Thursday, May 23, 2013

How to Teach Music: Encouraging Students to Practice

Encouraging Students to Practice: An Introduction

The subject of practicing can be a source of frustration for students, parents, and teachers, but it doesn't  have to be! Involving all three parties in the process can turn practicing from a chore into something that a student looks forward to. The idea is to make practice part of a big picture plan and to maximize  the very precious time we all seem to have these days. Here are some thoughts from The Dallas School of Music and dlp faculty on encouraging students to practice.

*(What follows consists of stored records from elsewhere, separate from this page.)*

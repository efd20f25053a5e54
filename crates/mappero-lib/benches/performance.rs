//! Performance benchmarks for mappero-lib
//!
//! Run with: cargo bench --package mappero-lib

use criterion::{BenchmarkId, Criterion, Throughput, criterion_group, criterion_main};
use mappero_lib::codec::{Gpx, GpxWriteOptions, Kml, PathReader, PathWriter, XmlTokens};
use mappero_lib::{GeoPoint, PathData, PathPoint};
use std::hint::black_box;

/// Generate a realistic track with the specified number of points.
fn generate_path(num_points: usize, base_lat: f64, base_lon: f64) -> PathData {
    let mut path = PathData::new();
    for i in 0..num_points {
        let t = i as f64 / num_points as f64;
        let lat = base_lat + t * 0.1 + (t * 50.0).sin() * 0.001;
        let lon = base_lon + t * 0.1 + (t * 30.0).cos() * 0.001;
        if i > 0 && i % 1000 == 0 {
            path.break_segment();
        }
        path.append_point(
            PathPoint::new(GeoPoint::new(lat, lon))
                .with_altitude(100.0 + (t * 10.0).sin() as f32)
                .with_time(1_330_000_000 + i as u32),
        );
    }
    path
}

fn to_gpx(path: &PathData) -> Vec<u8> {
    let mut out = Vec::new();
    Gpx::with_options(GpxWriteOptions::default())
        .write(&mut out, path)
        .expect("writing to memory cannot fail");
    out
}

fn to_kml(path: &PathData) -> String {
    let coordinates: Vec<String> = path
        .points()
        .iter()
        .map(|p| format!("{},{},{}", p.geo.lon, p.geo.lat, p.altitude))
        .collect();
    format!(
        "<kml><Document><Placemark><LineString><coordinates>{}</coordinates></LineString></Placemark></Document></kml>",
        coordinates.join(" ")
    )
}

fn bench_gpx(c: &mut Criterion) {
    let mut group = c.benchmark_group("gpx");
    for &size in &[1_000usize, 10_000, 100_000] {
        let path = generate_path(size, 51.5, -0.1);
        let document = to_gpx(&path);
        group.throughput(Throughput::Elements(size as u64));

        group.bench_with_input(BenchmarkId::new("read", size), &document, |b, doc| {
            b.iter(|| {
                let mut data = PathData::new();
                Gpx::default()
                    .read(&mut XmlTokens::new(doc.as_slice()), &mut data)
                    .unwrap();
                black_box(data)
            })
        });

        group.bench_with_input(BenchmarkId::new("write", size), &path, |b, path| {
            b.iter(|| black_box(to_gpx(path)))
        });
    }
    group.finish();
}

fn bench_kml(c: &mut Criterion) {
    let mut group = c.benchmark_group("kml");
    for &size in &[1_000usize, 10_000] {
        let document = to_kml(&generate_path(size, 60.1, 24.9));
        group.throughput(Throughput::Elements(size as u64));
        group.bench_with_input(BenchmarkId::new("read", size), &document, |b, doc| {
            b.iter(|| {
                let mut data = PathData::new();
                Kml.read(&mut XmlTokens::new(doc.as_bytes()), &mut data)
                    .unwrap();
                black_box(data)
            })
        });
    }
    group.finish();
}

fn bench_path_metrics(c: &mut Criterion) {
    let path = generate_path(100_000, 51.5, -0.1);
    c.bench_function("path_length_100k", |b| b.iter(|| black_box(path.length())));
    c.bench_function("path_bounding_box_100k", |b| {
        b.iter(|| black_box(path.bounding_box()))
    });
}

criterion_group!(benches, bench_gpx, bench_kml, bench_path_metrics);
criterion_main!(benches);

Encouraging Students to Practice:  Teaching the Importance of Practice

 photo piano_practice_zps00043460.jpgFirst of all, when you make assignments to your students, explain to them why you are making it. What will this assignment help them to do that they weren't able to before? Giving students (and parents) a realistic assignment and informing them of the tangible benefits it can provide will go a long way toward making practice happen on a regular basis. We encourage our faculty to explain, document, and include the what each student needs to do, why they need to do it, and how they need to do it after every lesson. Parents appreciate this and students of all ages have told us that this kind of direction seem less like "busy work” and more like a means to an end that will greatly benefit their musical progress and enjoyment.

Encouraging Students to Practice: Teaching How to Practice

Don’t assume that your students - especially beginners - know how to practice. In our session here at DSM, we'll often demonstrate how we might practice and then allow our students to “practice practicing” in front of us.  This allows us to help them develop solid practice methods and habits.  A good teacher can directly affect a student in this way and lead them to maximize their results in the minimum time necessary. As students progress, we'll ask them how they would suggest someone else might practice a particular concept.  This helps them to conceptualize a way to solve a particular problem from a teacher's point of view.  

As a side note, we purposely avoid giving 'negative' examples as they'll sometimes cause confusion, especially in younger students. Instead, always try to demonstrate, encourage, and promote good practice ideas and habits. You won't be sorry and neither will your students!

Choosing Repertoire for Students: Moving Forward

We hope these suggestions help to promote happier and longer lasting lessons. We welcome all teachers to check out the dlp Music Program for use with students of all ages and levels of ability on any of 35 instruments. You will have access to wonderful music courses (including our new Jazz Course), lessons with theory and ear-training quizzes, resources (featuring great folks like The ZOEN!), forums, and music education blogs that you'll find both useful and entertaining. The dlp program provides a comprehensive online curriculum that can be used as a base of study or as a supplement to any learning method. 

Happy teaching!

This post was contributed by faculty from the Dallas School of Music. For more insights into music education and teaching, visit their blogs.


  1. It's really hard to find other teachers who love to emphasize WHY they gotta practice. Hey, I'm really happy to find a blog that's so similar with mine. Keep it coming guys, these really do help. cheers!

  2. Sometimes, for me, getting students the music they want entails me transcribing a particular pop song for them, that involves a lot of decisions for me about trying to be true to the original melody so the students can play along with the track (key, rhythm, register, etc) or transpose the piece to an easier key and with a simplified rhythm which will enable them to play it more easily. Sometimes giving them a very difficult transcription which is clearly beyond their current abilities is an excellent motivator, and sometimes it isnt, every student is a unique individual who responds to a wide range of positive or negative reinforcements- some will rise to the challenge and work their butts off to be able to conquer the piece and some will curl up in a little tearful ball and quit. One parent came up with an excellent motivator for her daughter (who was a very commercially minded girl), she paid her $5 for every day that she practiced on her own for 30 minutes or more- but at the end of the week the child had to pay for her lesson herself. Pretty quickly the student realized that if she practiced 7 days a week she would be turning a $10 profit weekly, and promptly doubled her efforts at home. Everyone is different, and part of our job as teachers is learning what makes each pupil tick, and helping them develop good discipline which will reward them with a wealth of achievements, both in music and life. This is the way we do it at my studio, anyway...

  3. Good points here. Most students, young or old simply don't realize that there is an art on how to practice. A solid step-by-step guide from the teacher can help illustrate this and make even 30 minutes of good focus go a long way.